Screenwriter Anita Loos (Red-Headed Woman (1932), Gentlemen Prefer Blondes, 1953) was not so well-schooled in social issue films and initially didn't see enough drama in Blossoms to make an interesting film. But after many tortured attempts to craft a storyline out of Edna Gladney's life story, the morning she planned to admit defeat, Loos says "I woke up to find that a complete story line had been worked out by my subconscious mind during sleep." (from Kiss Hollywood Goodbye by Anita Loos). Loos decided to pivot the story on Edna's belief that even a great orphanage was no match for the loving care of a real home. Loos created the character of a little crippled boy Tony (Pat Barker) who evokes a deep love in Edna, despite his inevitable adoption by another. The brilliance of the Loos screenplay is that it involves the audience on a deep emotional level with Edna's struggle to sponsor the boy without becoming too attached to him in the process.

Loos claimed that Greer Garson was not as maternally motivated as Edna and as an example, recalled (in her autobiography) the rehearsal for a scene where Tony is about to be taken away from Edna and placed with his new adoptive parents. He is told not to cry. "But I can cry inside can't I?" he asks. Loos wrote, "Now any child actor is a natural scene-stealer and it appeared that, during rehearsal, ours had caused even the cameraman and electricians to issue an ultimatum: unless that line was taken away from the little boy she would walk off the set. "It's not in the psychology of a child to ask such a question," she argued. "On the other hand it would be quite in line for me to say "But you can cry inside, darling." That small actor had run up against a more powerful scene-stealer than he was and the argument might have gone on endlessly while the studio clock ticked away at several thousand dollars a tick. So Bernie [Hyman, the producer] insisted we all repair to L.B.'s office for arbitration. And when the tough old autocrat heard that line, he himself dissolved into tears and ordered it to be kept where it belonged, in the mouth of a toddler."

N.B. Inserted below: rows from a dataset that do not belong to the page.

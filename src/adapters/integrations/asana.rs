//! Asana adapter. Implements the sink ports via the Asana REST API.
//!
//! Bearer-token authenticated; the token is fixed at construction. Request
//! and response payloads are wrapped in Asana's `{"data": ...}` envelope;
//! the envelope is unwrapped here and never leaks into the domain.

use crate::domain::{DomainError, NewTask, Project, Section, TaskRecord, Workspace};
use crate::ports::{ProjectCleanupPort, ProjectSinkPort};
use reqwest::{Client, StatusCode};
use serde::Deserialize;
use serde_json::json;

const ASANA_BASE_URL: &str = "https://app.asana.com/api/1.0";

/// Asana API client.
pub struct AsanaClient {
    client: Client,
    base_url: String,
    access_token: String,
}

/// Asana wraps every payload in a data envelope.
#[derive(Deserialize)]
struct Envelope<T> {
    data: T,
}

impl AsanaClient {
    /// Create a client against the production API.
    pub fn new(access_token: String) -> Self {
        Self::with_base_url(access_token, ASANA_BASE_URL.to_string())
    }

    /// Create a client against a custom base URL (tests).
    pub fn with_base_url(access_token: String, base_url: String) -> Self {
        Self {
            client: Client::new(),
            base_url,
            access_token,
        }
    }

    async fn post_json<T: serde::de::DeserializeOwned>(
        &self,
        path: &str,
        body: serde_json::Value,
        op: &str,
    ) -> Result<T, DomainError> {
        let url = format!("{}{}", self.base_url, path);
        let res = self
            .client
            .post(&url)
            .bearer_auth(&self.access_token)
            .json(&body)
            .send()
            .await
            .map_err(|e| DomainError::RequestFailed(format!("Request failed: {e}")))?;

        // The remote's error body is not parsed; writes fail with a static
        // per-operation message.
        ensure_success(op, res.status())?;

        let envelope: Envelope<T> = res
            .json()
            .await
            .map_err(|e| DomainError::RequestFailed(format!("Failed to parse API response: {e}")))?;
        Ok(envelope.data)
    }

    async fn get_json<T: serde::de::DeserializeOwned>(
        &self,
        path: &str,
        op: &str,
    ) -> Result<T, DomainError> {
        let url = format!("{}{}", self.base_url, path);
        let res = self
            .client
            .get(&url)
            .bearer_auth(&self.access_token)
            .send()
            .await
            .map_err(|e| DomainError::RequestFailed(format!("Request failed: {e}")))?;

        ensure_success(op, res.status())?;

        let envelope: Envelope<T> = res
            .json()
            .await
            .map_err(|e| DomainError::RequestFailed(format!("Failed to parse API response: {e}")))?;
        Ok(envelope.data)
    }
}

fn ensure_success(op: &str, status: StatusCode) -> Result<(), DomainError> {
    if status == StatusCode::TOO_MANY_REQUESTS {
        return Err(DomainError::RateLimited);
    }
    if !status.is_success() {
        return Err(DomainError::RequestFailed(op.to_string()));
    }
    Ok(())
}

#[async_trait::async_trait]
impl ProjectSinkPort for AsanaClient {
    async fn create_project(
        &self,
        name: &str,
        workspace_id: &str,
    ) -> Result<Project, DomainError> {
        self.post_json(
            "/projects",
            json!({"data": {"name": name, "workspace": workspace_id}}),
            "Failed to create project",
        )
        .await
    }

    async fn create_section(
        &self,
        name: &str,
        project_id: &str,
    ) -> Result<Section, DomainError> {
        self.post_json(
            "/sections",
            json!({"data": {"name": name, "project": project_id}}),
            "Failed to create section",
        )
        .await
    }

    async fn create_task(&self, task: &NewTask) -> Result<TaskRecord, DomainError> {
        self.post_json("/tasks", json!({"data": task}), "Failed to create task")
            .await
    }
}

#[async_trait::async_trait]
impl ProjectCleanupPort for AsanaClient {
    async fn list_workspaces(&self) -> Result<Vec<Workspace>, DomainError> {
        self.get_json("/workspaces", "Failed to list workspaces")
            .await
    }

    async fn list_projects(&self, workspace_gid: &str) -> Result<Vec<Project>, DomainError> {
        self.get_json(
            &format!("/workspaces/{workspace_gid}/projects"),
            "Failed to list projects",
        )
        .await
    }

    async fn delete_project(&self, project_gid: &str) -> Result<(), DomainError> {
        let url = format!("{}/projects/{}", self.base_url, project_gid);
        let res = self
            .client
            .delete(&url)
            .bearer_auth(&self.access_token)
            .send()
            .await
            .map_err(|e| DomainError::RequestFailed(format!("Request failed: {e}")))?;

        ensure_success("Failed to delete project", res.status())
    }
}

Another potential dilemma involving cast members occurred when director LeRoy discovered that Walter Pidgeon didn't know how to dance prior to a crucial scene between Walter and Greer. In his autography, Mervyn LeRoy: Take One, the director recalled, "I had to dream up some way for him not to dance while it looked like he was dancing. I had the carpenters build a low platform and we put roller skates underneath it. I put the camera on the platform, with Greer and Walter. There were other couples in the scene, and they danced off the platform. Greer and Walter just bounced up and down on the platform, which was revolved on its skate wheels. The result was that it looked as though my principals were dancing skillfully."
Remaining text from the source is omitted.